Skip to content

Configuration

Precedence

oLLM resolves runtime, generation, and server defaults through the same explicit precedence chain:

  1. CLI flags
  2. OLLM_* environment variables
  3. TOML config file values
  4. built-in defaults

By default, oLLM loads ./ollm.toml when it is present.
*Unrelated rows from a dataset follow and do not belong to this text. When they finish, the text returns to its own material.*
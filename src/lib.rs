pub mod ast_printer;
pub mod environment;
pub mod error;
pub mod expr;
pub mod interpreter;
pub mod parser;
pub mod resolver;
pub mod scanner;
pub mod stmt;
pub mod token;
pub mod value;

use crate::error::BrookError;
use crate::interpreter::Interpreter;
use crate::parser::Parser;
use crate::resolver::Resolver;
use crate::scanner::Scanner;
use crate::token::Token;

/// How a run failed. Static errors carry every diagnostic collected by the
/// scan/parse/resolve passes; evaluation never started. A runtime error
/// aborted the program mid-execution.
#[derive(Debug)]
pub enum RunError {
    Static(Vec<BrookError>),
    Runtime(BrookError),
}

/// Run a complete source text through scan → parse → resolve → evaluate
/// against the given interpreter. Definitions persist in the interpreter, so
/// a REPL can call this once per line.
pub fn run(source: &str, interpreter: &mut Interpreter) -> Result<(), RunError> {
    let mut tokens: Vec<Token> = Vec::new();
    let mut errors: Vec<BrookError> = Vec::new();

    for result in Scanner::new(source.as_bytes()) {
        match result {
            Ok(token) => tokens.push(token),

            Err(error) => errors.push(error),
        }
    }

    let (statements, parse_errors) = Parser::new(tokens).parse();
    errors.extend(parse_errors);

    // Resolution only makes sense over a cleanly parsed program.
    if errors.is_empty() {
        errors.extend(Resolver::new(interpreter).resolve(&statements));
    }

    if !errors.is_empty() {
        return Err(RunError::Static(errors));
    }

    interpreter.interpret(&statements).map_err(RunError::Runtime)
}
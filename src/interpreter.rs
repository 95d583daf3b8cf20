//! Tree-walking evaluator for Brook.
//!
//! Executes statements against a chain of environment frames. Control-flow
//! unwinds (`break`, `return`) travel as an explicit [`Signal`] value in the
//! success channel; genuine runtime failures travel as errors. The two never
//! mix: a `while` absorbs `Break`, a function call absorbs `Return`, and
//! everything else passes signals through while still restoring scope.

use std::cell::RefCell;
use std::collections::HashMap;
use std::io::Write;
use std::mem;
use std::rc::Rc;
use std::time::{SystemTime, UNIX_EPOCH};

use log::debug;

use crate::environment::Environment;
use crate::error::{BrookError, Result};
use crate::expr::{Expr, LiteralValue};
use crate::stmt::Stmt;
use crate::token::{Token, TokenType};
use crate::value::{Function, Value};

/// Outcome of executing one statement.
#[derive(Debug)]
pub enum Signal {
    /// Execution ran off the end of the statement.
    Normal,

    /// A `break` is unwinding toward the innermost enclosing loop.
    Break,

    /// A `return` is unwinding toward the current function call.
    Return(Value),
}

pub struct Interpreter<'out> {
    output: &'out mut dyn Write,
    globals: Rc<RefCell<Environment>>,
    environment: Rc<RefCell<Environment>>,
    locals: HashMap<usize, usize>,
}

impl<'out> Interpreter<'out> {
    /// Build an interpreter whose program output goes to `output`. The
    /// global environment comes seeded with the `clock` native.
    pub fn new(output: &'out mut dyn Write) -> Self {
        let globals: Rc<RefCell<Environment>> = Rc::new(RefCell::new(Environment::new()));

        globals.borrow_mut().define(
            "clock",
            Value::NativeFunction {
                name: "clock",
                arity: 0,
                func: clock_native,
            },
        );

        Interpreter {
            output,
            globals: Rc::clone(&globals),
            environment: globals,
            locals: HashMap::new(),
        }
    }

    /// Record a resolved binding distance for a variable occurrence.
    /// Called by the resolver; an id is recorded at most once.
    pub fn note_local(&mut self, id: usize, depth: usize) {
        debug!("Noting local: id={}, depth={}", id, depth);

        self.locals.insert(id, depth);
    }

    /// Execute a resolved program top to bottom. The resolver has already
    /// rejected top-level `break` and `return`, so signals cannot escape
    /// here.
    pub fn interpret(&mut self, statements: &[Stmt]) -> Result<()> {
        for stmt in statements {
            self.execute(stmt)?;
        }

        Ok(())
    }

    fn execute(&mut self, stmt: &Stmt) -> Result<Signal> {
        match stmt {
            Stmt::Expression(expr) => {
                self.evaluate(expr)?;

                Ok(Signal::Normal)
            }

            Stmt::Print(expr) => {
                let value: Value = self.evaluate(expr)?;

                writeln!(self.output, "{}", value)?;

                Ok(Signal::Normal)
            }

            Stmt::Var { name, initializer } => {
                let value: Value = if let Some(expr) = initializer {
                    self.evaluate(expr)?
                } else {
                    Value::Nil
                };

                self.environment.borrow_mut().define(&name.lexeme, value);

                Ok(Signal::Normal)
            }

            Stmt::Block(statements) => {
                let environment =
                    Environment::with_enclosing(Rc::clone(&self.environment));

                self.execute_block(statements, Rc::new(RefCell::new(environment)))
            }

            Stmt::If {
                condition,
                then_branch,
                else_branch,
            } => {
                if is_truthy(&self.evaluate(condition)?) {
                    self.execute(then_branch)
                } else if let Some(else_branch) = else_branch {
                    self.execute(else_branch)
                } else {
                    Ok(Signal::Normal)
                }
            }

            Stmt::While { condition, body } => {
                while is_truthy(&self.evaluate(condition)?) {
                    match self.execute(body)? {
                        Signal::Normal => {}

                        Signal::Break => break,

                        Signal::Return(value) => return Ok(Signal::Return(value)),
                    }
                }

                Ok(Signal::Normal)
            }

            Stmt::Break { .. } => Ok(Signal::Break),

            Stmt::Function { name, params, body } => {
                // The function captures the environment current at its
                // declaration; later calls chain onto that frame.
                let function = Function {
                    name: name.clone(),
                    params: Rc::clone(params),
                    body: Rc::clone(body),
                    closure: Rc::clone(&self.environment),
                };

                self.environment
                    .borrow_mut()
                    .define(&name.lexeme, Value::Function(Rc::new(function)));

                Ok(Signal::Normal)
            }

            Stmt::Return { value, .. } => {
                let value: Value = if let Some(expr) = value {
                    self.evaluate(expr)?
                } else {
                    Value::Nil
                };

                Ok(Signal::Return(value))
            }
        }
    }

    /// Run `statements` inside `environment`, restoring the previous
    /// environment on every exit path: normal completion, runtime error,
    /// or a signal unwinding past the block.
    fn execute_block(
        &mut self,
        statements: &[Stmt],
        environment: Rc<RefCell<Environment>>,
    ) -> Result<Signal> {
        let previous: Rc<RefCell<Environment>> =
            mem::replace(&mut self.environment, environment);

        for stmt in statements {
            match self.execute(stmt) {
                Ok(Signal::Normal) => {}

                other => {
                    self.environment = previous;
                    return other;
                }
            }
        }

        self.environment = previous;

        Ok(Signal::Normal)
    }

    pub fn evaluate(&mut self, expr: &Expr) -> Result<Value> {
        match expr {
            Expr::Literal(literal) => Ok(evaluate_literal(literal)),

            Expr::Grouping(inner) => self.evaluate(inner),

            Expr::Unary { operator, right } => self.evaluate_unary(operator, right),

            Expr::Binary {
                left,
                operator,
                right,
            } => self.evaluate_binary(left, operator, right),

            Expr::Logical {
                left,
                operator,
                right,
            } => self.evaluate_logical(left, operator, right),

            Expr::Variable { id, name } => self.look_up_variable(*id, name),

            Expr::Assign { id, name, value } => {
                let value: Value = self.evaluate(value)?;

                if let Some(&distance) = self.locals.get(id) {
                    Environment::assign_at(
                        &self.environment,
                        distance,
                        &name.lexeme,
                        value.clone(),
                        name.line,
                    )?;
                } else {
                    self.globals
                        .borrow_mut()
                        .assign(&name.lexeme, value.clone(), name.line)?;
                }

                Ok(value)
            }

            Expr::Call {
                callee,
                paren,
                arguments,
            } => {
                let callee_val: Value = self.evaluate(callee)?;

                let mut args: Vec<Value> = Vec::new();

                for argument in arguments {
                    args.push(self.evaluate(argument)?);
                }

                match callee_val {
                    Value::Function(function) => {
                        check_arity(function.params.len(), args.len(), paren)?;

                        self.call_function(&function, args)
                    }

                    Value::NativeFunction { arity, func, .. } => {
                        check_arity(arity, args.len(), paren)?;

                        func(&args).map_err(|message| BrookError::runtime(paren.line, message))
                    }

                    _ => Err(BrookError::runtime(
                        paren.line,
                        "Can only call functions and classes.",
                    )),
                }
            }
        }
    }

    fn call_function(&mut self, function: &Rc<Function>, args: Vec<Value>) -> Result<Value> {
        debug!(
            "Calling function '{}' with {} argument(s)",
            function.name.lexeme,
            args.len()
        );

        // The call frame chains onto the captured closure, not onto the
        // caller's environment.
        let mut frame: Environment = Environment::with_enclosing(Rc::clone(&function.closure));

        for (param, arg) in function.params.iter().zip(args) {
            frame.define(&param.lexeme, arg);
        }

        match self.execute_block(&function.body, Rc::new(RefCell::new(frame)))? {
            Signal::Return(value) => Ok(value),

            // Falling off the end of the body yields nil.
            _ => Ok(Value::Nil),
        }
    }

    fn evaluate_unary(&mut self, operator: &Token, right: &Expr) -> Result<Value> {
        let value: Value = self.evaluate(right)?;

        match operator.token_type {
            TokenType::MINUS => match value {
                Value::Number(n) => Ok(Value::Number(-n)),

                _ => Err(BrookError::runtime(
                    operator.line,
                    "Operand must be a number.",
                )),
            },

            TokenType::BANG => Ok(Value::Bool(!is_truthy(&value))),

            _ => Err(BrookError::runtime(operator.line, "Invalid unary operator.")),
        }
    }

    fn evaluate_binary(&mut self, left: &Expr, operator: &Token, right: &Expr) -> Result<Value> {
        let left_val: Value = self.evaluate(left)?;
        let right_val: Value = self.evaluate(right)?;

        match operator.token_type {
            TokenType::PLUS => match (left_val, right_val) {
                (Value::Number(a), Value::Number(b)) => Ok(Value::Number(a + b)),

                (Value::Str(a), Value::Str(b)) => Ok(Value::Str(a + &b)),

                _ => Err(BrookError::runtime(
                    operator.line,
                    "Operands must be two numbers or two strings.",
                )),
            },

            TokenType::MINUS => match (left_val, right_val) {
                (Value::Number(a), Value::Number(b)) => Ok(Value::Number(a - b)),

                _ => Err(numbers_expected(operator)),
            },

            TokenType::STAR => match (left_val, right_val) {
                (Value::Number(a), Value::Number(b)) => Ok(Value::Number(a * b)),

                _ => Err(numbers_expected(operator)),
            },

            // Division follows IEEE-754; dividing by zero yields infinity.
            TokenType::SLASH => match (left_val, right_val) {
                (Value::Number(a), Value::Number(b)) => Ok(Value::Number(a / b)),

                _ => Err(numbers_expected(operator)),
            },

            TokenType::EQUAL_EQUAL => Ok(Value::Bool(left_val == right_val)),

            TokenType::BANG_EQUAL => Ok(Value::Bool(left_val != right_val)),

            TokenType::GREATER => match (left_val, right_val) {
                (Value::Number(a), Value::Number(b)) => Ok(Value::Bool(a > b)),

                _ => Err(numbers_expected(operator)),
            },

            TokenType::GREATER_EQUAL => match (left_val, right_val) {
                (Value::Number(a), Value::Number(b)) => Ok(Value::Bool(a >= b)),

                _ => Err(numbers_expected(operator)),
            },

            TokenType::LESS => match (left_val, right_val) {
                (Value::Number(a), Value::Number(b)) => Ok(Value::Bool(a < b)),

                _ => Err(numbers_expected(operator)),
            },

            TokenType::LESS_EQUAL => match (left_val, right_val) {
                (Value::Number(a), Value::Number(b)) => Ok(Value::Bool(a <= b)),

                _ => Err(numbers_expected(operator)),
            },

            _ => Err(BrookError::runtime(
                operator.line,
                "Invalid binary operator.",
            )),
        }
    }

    fn evaluate_logical(&mut self, left: &Expr, operator: &Token, right: &Expr) -> Result<Value> {
        let left_val: Value = self.evaluate(left)?;

        // Short-circuit: the right operand is only evaluated when the left
        // does not already decide the result.
        match operator.token_type {
            TokenType::OR if is_truthy(&left_val) => Ok(left_val),

            TokenType::AND if !is_truthy(&left_val) => Ok(left_val),

            _ => self.evaluate(right),
        }
    }

    fn look_up_variable(&self, id: usize, name: &Token) -> Result<Value> {
        if let Some(&distance) = self.locals.get(&id) {
            Environment::get_at(&self.environment, distance, &name.lexeme, name.line)
        } else {
            self.globals.borrow().get(&name.lexeme, name.line)
        }
    }
}

fn evaluate_literal(literal: &LiteralValue) -> Value {
    match literal {
        LiteralValue::Number(n) => Value::Number(*n),

        LiteralValue::Str(s) => Value::Str(s.clone()),

        LiteralValue::True => Value::Bool(true),

        LiteralValue::False => Value::Bool(false),

        LiteralValue::Nil => Value::Nil,
    }
}

/// Only `nil` and `false` are falsy.
fn is_truthy(value: &Value) -> bool {
    match value {
        Value::Nil => false,

        Value::Bool(b) => *b,

        _ => true,
    }
}

fn check_arity(expected: usize, got: usize, paren: &Token) -> Result<()> {
    if expected != got {
        return Err(BrookError::runtime(
            paren.line,
            format!("Expected {} arguments but got {}.", expected, got),
        ));
    }

    Ok(())
}

fn numbers_expected(operator: &Token) -> BrookError {
    BrookError::runtime(operator.line, "Operands must be numbers.")
}

/// Wall-clock seconds since the Unix epoch, floored to a whole number.
fn clock_native(_args: &[Value]) -> std::result::Result<Value, String> {
    let seconds: u64 = SystemTime::now()
        .duration_since(UNIX_EPOCH)
        .map_err(|e| format!("Clock error: {}", e))?
        .as_secs();

    Ok(Value::Number(seconds as f64))
}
You can point to a different config file with OLLM_CONFIG_FILE=/path/to/ollm.toml.

An example config file that covers runtime, generation, and server settings lives at examples/ollm.toml in the repository root.

Runtime configuration

The CLI and the Python library both build on RuntimeConfig and GenerationConfig.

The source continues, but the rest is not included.